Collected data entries
##############################

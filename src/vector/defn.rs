use std::ffi::{c_int, CString};

use gdal_sys::{OGRErr, OGRFeatureDefnH, OGRFieldDefnH};

use crate::errors::*;
use crate::types::NativeFieldType;
use crate::utils::{_last_null_pointer_err, _string};

/// Native description of one attribute field, as declared by the layer.
#[derive(Clone, Debug, PartialEq, Eq)]
pub struct FieldDef {
    /// Position of the field in the layer definition.
    pub index: usize,
    pub name: String,
    pub native: NativeFieldType,
    /// Formatting width; zero means unspecified.
    pub width: i32,
    /// Formatting precision; normally zero except for `Real` fields.
    pub precision: i32,
    pub nullable: bool,
}

/// Reads every field definition of a layer definition.
///
/// # Safety
/// `c_defn` must be a valid feature definition handle.
pub(crate) unsafe fn field_defs(c_defn: OGRFeatureDefnH) -> Vec<FieldDef> {
    let count = gdal_sys::OGR_FD_GetFieldCount(c_defn).max(0) as usize;
    (0..count)
        .map(|index| {
            let c_field = gdal_sys::OGR_FD_GetFieldDefn(c_defn, index as c_int);
            FieldDef {
                index,
                name: _string(gdal_sys::OGR_Fld_GetNameRef(c_field)),
                native: NativeFieldType::with_subtype(
                    gdal_sys::OGR_Fld_GetType(c_field),
                    gdal_sys::OGR_Fld_GetSubType(c_field),
                ),
                width: gdal_sys::OGR_Fld_GetWidth(c_field),
                precision: gdal_sys::OGR_Fld_GetPrecision(c_field),
                nullable: gdal_sys::OGR_Fld_IsNullable(c_field) != 0,
            }
        })
        .collect()
}

/// An owned field definition used to create fields on a layer.
pub struct FieldDefn {
    c_obj: OGRFieldDefnH,
}

impl Drop for FieldDefn {
    fn drop(&mut self) {
        unsafe { gdal_sys::OGR_Fld_Destroy(self.c_obj) };
    }
}

impl FieldDefn {
    pub fn new(name: &str, field_type: NativeFieldType, keep_subtype: bool) -> Result<FieldDefn> {
        let c_str = CString::new(name)?;
        let c_obj = unsafe { gdal_sys::OGR_Fld_Create(c_str.as_ptr(), field_type.field_type) };
        if c_obj.is_null() {
            return Err(_last_null_pointer_err("OGR_Fld_Create"));
        };
        if keep_subtype {
            unsafe { gdal_sys::OGR_Fld_SetSubType(c_obj, field_type.subtype) };
        }
        Ok(FieldDefn { c_obj })
    }

    /// Adds the field to `layer`; `approx_ok` lets the driver alter width or precision.
    pub fn add_to_layer(&self, layer: &super::Layer<'_>, approx_ok: bool) -> Result<()> {
        let rv = unsafe {
            gdal_sys::OGR_L_CreateField(layer.c_layer(), self.c_obj, approx_ok as c_int)
        };
        if rv != OGRErr::OGRERR_NONE {
            return Err(OgrioError::OgrError {
                err: rv,
                method_name: "OGR_L_CreateField",
            });
        }
        Ok(())
    }
}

##############################

Beginning with the line that contains "if rv != OGRErr::OGRERR_NONE", set down every line through the end of the data without change.

        if rv != OGRErr::OGRERR_NONE {
            return Err(OgrioError::OgrError {
                err: rv,
                method_name: "OGR_L_CreateField",
            });
        }
        Ok(())
    }
}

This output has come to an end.